Grocery shopping checklist: the tiny adulting habit that ends takeout guilt
Jul 2, 2025
Millennials spend an average of $3,455/year on dining out - compared to Gen Z’s $2,483 - but both groups eat out frequently (sources: 1, 2, 4, 5, 6 ) Add in inflation, and suddenly your wallet is crying. If you've ever stared at an empty fridge and dialed take-out as a reflex - we’re in the same boat. But here's the hack: a grocery shopping checklist is the tiny habit that changes everything.
why you default to takeout (even when you don’t want to)
mental load: end-of-day brain fog makes cooking feel optional—and takeout mandatory.
empty-fridge chaos: You buy random condiments, skip essentials, and then nothing matches for dinner.
tired = overwhelmed: 48 % of Millennials and 34 % of Gen Z report being too tired to cook regularly (source)
no routine = no meals: Without a shopping plan, the kitchen becomes a no-go zone.
how generations compare: cooking habits & spending
Generation | Cook at Home (days/week) | Eat Out (nights/week) | $ on Dining Out/year | Notes |
---|---|---|---|---|
Gen X (1965‑80) | ~6? | – | ~$3,872 | Most skilled cooks |
Millennials (’81‑96) | 6.7 | 1.9 | ~$3,455 | Heavy diners, value appliances |
Gen Z (’97‑12) | 5.9 | 2.1 | ~$2,483 | Many lack basic skills |
Gen Alpha (’13+) | – | – | – | Savvy snackers, plant-forward, allergy-aware |
notes on the table:
Gen X leads on spending and cooking skills.
Millennials cook most but still dine out heavily.
Gen Z cooks less but eats out more; often lacking cooking confidence.
Gen Alpha is youngest and showing trends toward snacking, sustainability, and dietary restrictions.
what if the problem isn’t cooking - it’s shopping?
Think takeout equals laziness?

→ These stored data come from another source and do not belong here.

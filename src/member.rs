//! 维度成员模型：Hierarchy / Level / Member / 成员键 / 成员约束
//!
//! 这些对象由外部 schema 层解析产生，缓存层只依赖它们的身份与父子关系。
//! 句柄都是 `Arc` 包装，克隆廉价。

use std::fmt;
use std::hash::{Hash, Hasher};
use std::sync::atomic::{AtomicI64, Ordering as AtomicOrdering};
use std::sync::{Arc, OnceLock};

/// 近似行数未知时的哨兵值
pub const UNKNOWN_ROW_COUNT: i64 = i64::MIN;

// ── Level ─────────────────────────────────────────────────────────────────────

struct LevelInner {
    unique_name:      String,
    name:             String,
    hierarchy:        String,
    depth:            usize,
    approx_row_count: AtomicI64,
}

#[derive(Clone)]
pub struct Level(Arc<LevelInner>);

impl Level {
    pub fn new(hierarchy: &str, name: &str, depth: usize) -> Self {
        Self(Arc::new(LevelInner {
            unique_name:      format!("[{hierarchy}].[{name}]"),
            name:             name.into(),
            hierarchy:        hierarchy.into(),
            depth,
            approx_row_count: AtomicI64::new(UNKNOWN_ROW_COUNT),
        }))
    }

    pub fn unique_name(&self)    -> &str  { &self.0.unique_name }
    pub fn name(&self)           -> &str  { &self.0.name }
    pub fn hierarchy_name(&self) -> &str  { &self.0.hierarchy }
    pub fn depth(&self)          -> usize { self.0.depth }

    /// 未知时返回 `UNKNOWN_ROW_COUNT`
    pub fn approx_row_count(&self) -> i64 {
        self.0.approx_row_count.load(AtomicOrdering::Relaxed)
    }

    pub fn set_approx_row_count(&self, count: i64) {
        self.0.approx_row_count.store(count, AtomicOrdering::Relaxed);
    }

    pub fn reset_approx_row_count(&self) {
        self.set_approx_row_count(UNKNOWN_ROW_COUNT);
    }

    /// 同一 hierarchy 且深度不小于 `other`
    pub fn is_same_or_deeper_than(&self, other: &Level) -> bool {
        self.hierarchy_name() == other.hierarchy_name() && self.depth() >= other.depth()
    }
}

impl PartialEq for Level {
    fn eq(&self, other: &Self) -> bool {
        Arc::ptr_eq(&self.0, &other.0) || self.0.unique_name == other.0.unique_name
    }
}
impl Eq for Level {}

impl Hash for Level {
    fn hash<H: Hasher>(&self, state: &mut H) { self.0.unique_name.hash(state); }
}

impl fmt::Debug for Level {
    fn fmt(&self, f: &mut fmt::Formatter<'_>) -> fmt::Result {
        f.write_str(&self.0.unique_name)
    }
}

// ── Hierarchy ─────────────────────────────────────────────────────────────────

struct HierarchyInner {
    name:   String,
    levels: Vec<Level>,
}

#[derive(Clone)]
pub struct Hierarchy(Arc<HierarchyInner>);

impl Hierarchy {
    /// 依次创建各层 Level，depth 从 0 开始
    pub fn new(name: &str, level_names: &[&str]) -> Self {
        let levels = level_names.iter()
            .enumerate()
            .map(|(depth, l)| Level::new(name, l, depth))
            .collect();
        Self(Arc::new(HierarchyInner { name: name.into(), levels }))
    }

    pub fn name(&self)              -> &str            { &self.0.name }
    pub fn levels(&self)            -> &[Level]        { &self.0.levels }
    pub fn level(&self, depth: usize) -> Option<&Level> { self.0.levels.get(depth) }

    pub fn owns(&self, level: &Level) -> bool {
        level.hierarchy_name() == self.name()
    }
}

impl PartialEq for Hierarchy {
    fn eq(&self, other: &Self) -> bool { self.0.name == other.0.name }
}
impl Eq for Hierarchy {}

impl fmt::Debug for Hierarchy {
    fn fmt(&self, f: &mut fmt::Formatter<'_>) -> fmt::Result {
        write!(f, "[{}]", self.0.name)
    }
}

// ── 成员键 ────────────────────────────────────────────────────────────────────

/// 成员在其 Level 内的键：单值或有序复合值
#[derive(Debug, Clone, PartialEq, Eq, Hash)]
pub enum KeyValue {
    Null,
    Int(i64),
    Str(Arc<str>),
    Composite(Vec<KeyValue>),
}

impl From<i64> for KeyValue {
    fn from(v: i64) -> Self { Self::Int(v) }
}

impl From<&str> for KeyValue {
    fn from(v: &str) -> Self { Self::Str(v.into()) }
}

impl fmt::Display for KeyValue {
    fn fmt(&self, f: &mut fmt::Formatter<'_>) -> fmt::Result {
        match self {
            Self::Null         => write!(f, "#null"),
            Self::Int(v)       => write!(f, "{v}"),
            Self::Str(s)       => write!(f, "{s}"),
            Self::Composite(parts) => {
                write!(f, "(")?;
                for (i, p) in parts.iter().enumerate() {
                    if i > 0 {
                        write!(f, ", ")?;
                    }
                    write!(f, "{p}")?;
                }
                write!(f, ")")
            }
        }
    }
}

// ── Member ────────────────────────────────────────────────────────────────────

struct MemberInner {
    unique_name: String,
    name:        String,
    key:         KeyValue,
    level:       Level,
    parent:      Option<Member>,
    /// 只在批量加载时赋值一次，之后不再重排
    ordinal:     OnceLock<usize>,
}

#[derive(Clone)]
pub struct Member(Arc<MemberInner>);

impl Member {
    pub fn new(level: &Level, parent: Option<&Member>, name: &str, key: KeyValue) -> Self {
        let unique_name = match parent {
            Some(p) => format!("{}.[{name}]", p.unique_name()),
            None    => format!("[{}].[{name}]", level.hierarchy_name()),
        };
        Self(Arc::new(MemberInner {
            unique_name,
            name: name.into(),
            key,
            level: level.clone(),
            parent: parent.cloned(),
            ordinal: OnceLock::new(),
        }))
    }

    pub fn unique_name(&self) -> &str            { &self.0.unique_name }
    pub fn name(&self)        -> &str            { &self.0.name }
    pub fn key(&self)         -> &KeyValue       { &self.0.key }
    pub fn level(&self)       -> &Level          { &self.0.level }
    pub fn parent(&self)      -> Option<&Member> { self.0.parent.as_ref() }
    pub fn depth(&self)       -> usize           { self.0.level.depth() }

    pub fn hierarchy_name(&self) -> &str { self.0.level.hierarchy_name() }

    pub fn ordinal(&self) -> Option<usize> { self.0.ordinal.get().copied() }

    /// 已经赋过值则保持原值并返回 false
    pub fn assign_ordinal(&self, ordinal: usize) -> bool {
        self.0.ordinal.set(ordinal).is_ok()
    }

    pub fn same_parent(&self, other: &Member) -> bool {
        self.parent() == other.parent()
    }

    /// self 是否等于 `ancestor` 或为其后代
    pub fn is_child_or_equal_to(&self, ancestor: &Member) -> bool {
        let mut cur = Some(self);
        while let Some(m) = cur {
            if m == ancestor {
                return true;
            }
            cur = m.parent();
        }
        false
    }
}

impl PartialEq for Member {
    fn eq(&self, other: &Self) -> bool {
        Arc::ptr_eq(&self.0, &other.0) || self.0.unique_name == other.0.unique_name
    }
}
impl Eq for Member {}

impl Hash for Member {
    fn hash<H: Hasher>(&self, state: &mut H) { self.0.unique_name.hash(state); }
}

impl fmt::Debug for Member {
    fn fmt(&self, f: &mut fmt::Formatter<'_>) -> fmt::Result {
        f.write_str(&self.0.unique_name)
    }
}

// ── 成员约束 ──────────────────────────────────────────────────────────────────

/// 约束在缓存中的身份；语义相同的约束必须产生相同的 key
#[derive(Debug, Clone, PartialEq, Eq, Hash)]
pub enum ConstraintKey {
    Trivial,
    Keyed(String),
}

/// 外部传入的成员过滤约束。缓存层只用 `cache_key` 区分缓存槽，
/// 过滤本身由约束对象或成员源完成。
pub trait MemberConstraint: Send + Sync + fmt::Debug {
    fn cache_key(&self) -> ConstraintKey;

    fn is_trivial(&self) -> bool {
        self.cache_key() == ConstraintKey::Trivial
    }

    fn accepts(&self, _member: &Member) -> bool { true }
}

/// 无约束
#[derive(Debug, Clone, Copy, Default)]
pub struct DefaultMemberConstraint;

impl MemberConstraint for DefaultMemberConstraint {
    fn cache_key(&self) -> ConstraintKey { ConstraintKey::Trivial }
}

/// 只保留指定名称的子成员
#[derive(Debug, Clone)]
pub struct ChildByNameConstraint {
    names: Vec<String>,
}

impl ChildByNameConstraint {
    pub fn new<S: Into<String>>(names: impl IntoIterator<Item = S>) -> Self {
        let mut names: Vec<String> = names.into_iter().map(Into::into).collect();
        names.sort();
        names.dedup();
        Self { names }
    }
}

impl MemberConstraint for ChildByNameConstraint {
    fn cache_key(&self) -> ConstraintKey {
        ConstraintKey::Keyed(format!("child-by-name:{}", self.names.join("|")))
    }

    fn accepts(&self, member: &Member) -> bool {
        self.names.binary_search_by(|n| n.as_str().cmp(member.name())).is_ok()
    }
}

/// `None` 归一化为无约束
pub fn constraint_key(constraint: Option<&dyn MemberConstraint>) -> ConstraintKey {
    constraint.map_or(ConstraintKey::Trivial, |c| c.cache_key())
}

Think again. It’s often a symptom of missing ingredients and motivation. When your pantry is chaotic, cooking feels like climbing Everest. But when ingredients match, dinner becomes less chore, more choice. A thoughtful grocery shopping checklist before you hit the store = fewer impulse buys, more real meals.

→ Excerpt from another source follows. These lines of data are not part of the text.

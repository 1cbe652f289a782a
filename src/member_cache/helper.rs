//! 可变成员缓存
//!
//! 三张 DashMap 各自分片加锁；单键读写只持 `gate` 的共享锁。
//! `remove_member*` / `flush_cache` 持 `gate` 的独占锁，保证其他观察者
//! 看到的要么是操作前、要么是操作后的完整状态。
//!
//! 已知限制：删除成员后不会重排剩余成员的 ordinal，基于 ordinal 的
//! 兄弟 / 区间扫描在大量删除后可能看到过期位置。

use dashmap::DashMap;
use parking_lot::RwLock;
use tracing::debug;

use crate::common::Result;
use crate::member::{
    constraint_key, ConstraintKey, Hierarchy, KeyValue, Level, Member, MemberConstraint,
};
use super::MemberCache;

/// (level, key) 缓存键
#[derive(Debug, Clone, PartialEq, Eq, Hash)]
pub struct MemberKey {
    pub level: Level,
    pub key:   KeyValue,
}

impl MemberKey {
    pub fn new(level: &Level, key: KeyValue) -> Self {
        Self { level: level.clone(), key }
    }
}

pub struct MemberCacheHelper {
    hierarchy:          Hierarchy,
    gate:               RwLock<()>,
    /// `None` 表示已删除的墓碑槽
    key_to_member:      DashMap<MemberKey, Option<Member>>,
    member_to_children: DashMap<(Member, ConstraintKey), Vec<Member>>,
    level_to_members:   DashMap<(Level, ConstraintKey), Vec<Member>>,
}

impl MemberCacheHelper {
    pub fn new(hierarchy: Hierarchy) -> Self {
        Self {
            hierarchy,
            gate:               RwLock::new(()),
            key_to_member:      DashMap::new(),
            member_to_children: DashMap::new(),
            level_to_members:   DashMap::new(),
        }
    }

    pub fn hierarchy(&self) -> &Hierarchy { &self.hierarchy }

    /// 未被删除的成员数
    pub fn member_count(&self) -> usize {
        let _g = self.gate.read();
        self.key_to_member.iter().filter(|e| e.value().is_some()).count()
    }

    // ── 以下 *_locked 方法要求调用方已持有 gate 的独占锁 ──────────────────────

    fn remove_locked(&self, level: &Level, key: &KeyValue) -> Option<Member> {
        // 1. 本层及同 hierarchy 更深层的成员列表都不再完整
        self.level_to_members
            .retain(|(lvl, _), _| !lvl.is_same_or_deeper_than(level));

        let cache_key = MemberKey::new(level, key.clone());
        let member = self.key_to_member
            .get(&cache_key)
            .and_then(|e| e.value().clone());

        // 2. 子成员缓存：以它为父的整体丢弃；它所在的兄弟列表，无约束的原地
        //    剔除，有约束的整体丢弃
        if let Some(member) = &member {
            let parent = member.parent();
            self.member_to_children.retain(|(p, ck), children| {
                if p == member {
                    return false;
                }
                if Some(p) == parent {
                    if *ck == ConstraintKey::Trivial {
                        children.retain(|c| c != member);
                        return true;
                    }
                    return false;
                }
                true
            });
        }

        // 3. 写墓碑，随后同键 put_member 视为全新插入
        let previous = self.key_to_member.insert(cache_key, None).flatten();
        debug!(
            level = level.unique_name(), key = %key, found = previous.is_some(),
            "member removed from cache"
        );
        previous
    }
}

impl MemberCache for MemberCacheHelper {
    fn get_member(&self, level: &Level, key: &KeyValue) -> Option<Member> {
        let _g = self.gate.read();
        self.key_to_member
            .get(&MemberKey::new(level, key.clone()))
            .and_then(|e| e.value().clone())
    }

    fn put_member(&self, level: &Level, key: KeyValue, member: Member) -> Result<Option<Member>> {
        let _g = self.gate.read();
        Ok(self.key_to_member.insert(MemberKey::new(level, key), Some(member)).flatten())
    }

    fn is_mutable(&self) -> bool { true }

    fn remove_member(&self, level: &Level, key: &KeyValue) -> Result<Option<Member>> {
        let _g = self.gate.write();
        Ok(self.remove_locked(level, key))
    }

    fn remove_member_and_descendants(&self, level: &Level, key: &KeyValue) -> Result<Option<Member>> {
        let _g = self.gate.write();
        let target = self.key_to_member
            .get(&MemberKey::new(level, key.clone()))
            .and_then(|e| e.value().clone());
        let Some(target) = target else {
            return Ok(self.remove_locked(level, key));
        };

        let mut descendants: Vec<Member> = self.key_to_member.iter()
            .filter_map(|e| e.value().clone())
            .filter(|m| m != &target && m.is_child_or_equal_to(&target))
            .collect();
        // 先删最深的，保证每次删除时父成员仍在缓存中
        descendants.sort_by(|a, b| b.depth().cmp(&a.depth()));
        for d in &descendants {
            self.remove_locked(d.level(), d.key());
        }
        Ok(self.remove_locked(level, key))
    }

    fn get_children_from_cache(
        &self,
        parent:     &Member,
        constraint: Option<&dyn MemberConstraint>,
    ) -> Option<Vec<Member>> {
        let _g = self.gate.read();
        self.member_to_children
            .get(&(parent.clone(), constraint_key(constraint)))
            .map(|e| e.value().clone())
    }

    fn get_level_members_from_cache(
        &self,
        level:      &Level,
        constraint: Option<&dyn MemberConstraint>,
    ) -> Option<Vec<Member>> {
        let _g = self.gate.read();
        self.level_to_members
            .get(&(level.clone(), constraint_key(constraint)))
            .map(|e| e.value().clone())
    }

    fn put_children(
        &self,
        parent:     &Member,
        constraint: Option<&dyn MemberConstraint>,
        children:   Vec<Member>,
    ) -> Result<()> {
        let _g = self.gate.read();
        self.member_to_children.insert((parent.clone(), constraint_key(constraint)), children);
        Ok(())
    }

    fn put_level_members(
        &self,
        level:      &Level,
        constraint: Option<&dyn MemberConstraint>,
        members:    Vec<Member>,
    ) -> Result<()> {
        let _g = self.gate.read();
        self.level_to_members.insert((level.clone(), constraint_key(constraint)), members);
        Ok(())
    }

    fn flush_cache(&self) -> Result<()> {
        let _g = self.gate.write();
        self.member_to_children.clear();
        self.key_to_member.clear();
        self.level_to_members.clear();
        for level in self.hierarchy.levels() {
            level.reset_approx_row_count();
        }
        debug!(hierarchy = self.hierarchy.name(), "member cache flushed");
        Ok(())
    }
}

grocery shopping checklist = your weeknight wingman
makes decisions ahead of time
Your fridge becomes a toolkit. Instead of “what’s for dinner?” your checklist organizes ingredients - fridge pasta awaits!
prevents 6 pm grocery-store panic
Ever shopped hungry at 18:00 only to leave with frozen pizza? A simple checklist skips the impulse spiral.
frees up brain space
You're busy. You don’t need to guess every night. Trust in your grocery shopping checklist to carry the load.
the lazy-genius grocery checklist strategy
Here’s a no-brainer template (and see ideas for meal planning for more):
Two proteins (e.g., eggs, chicken)
Two carbs (rice, pasta)
Some veggies (fresh or frozen)
One little treat (yogurt, dark chocolate)
Mix-and-match strategy means dinners come together without chef-level planning. For more flexible planning, check our post on week meal planning and build consistency without stress.
real talk: you don’t need to be a chef
No need for Sunday prep days or culinary novels. Just get ingredients you want to eat. Learn three go-to recipes - repeat them. Boom: you're a cook.
but i don’t know how to cook (yet)
Loads of young adults didn't learn cooking early - it’s okay. But stats show Gen Z cooks 5.9 days/week, Millennials 6.7 (source)
See? They're eating at home more.
The key? A grocery shopping checklist + two easy meals = progress. And OH, a potato!’s fridge scanner makes ingredient organization painless:
Snap your fridge, let OH, a potato! identify ingredients, and automatically build your grocery checklist - so you buy only what’s needed, no more, no less.
Even better: import that viral pasta TikTok into OH,a potato! and slot it into your meal plan - it’ll tell you what to shop.
from takeout regular to chill home cook: one habit away
TL;DR: A grocery shopping checklist is your gateway to easy home cooking. You don’t need a full kitchen revamp - just wise staples. Trust your brain’s built-in autopilot and stick to the plan.
want help? here’s your starter pack
🥔 Use OH, a potato!’s fridge scanner to build your list from what you already have
Find new recipe ideas via our post on dinner ideas quick, then browse for them in OH, a potato!
Next time you shop, go in with your checklist (paper or in-app). Your future tired self - and your wallet - will thank you.
stats worth remembering
Millennials spend $3,455/year on dining out; Gen Z spends $2,483
48% of Millennials, 34% of Gen Z say too tired to cook regularly
Gen Z cooks ~5.9 days/week vs. Millennials’ 6.7 days/week (source).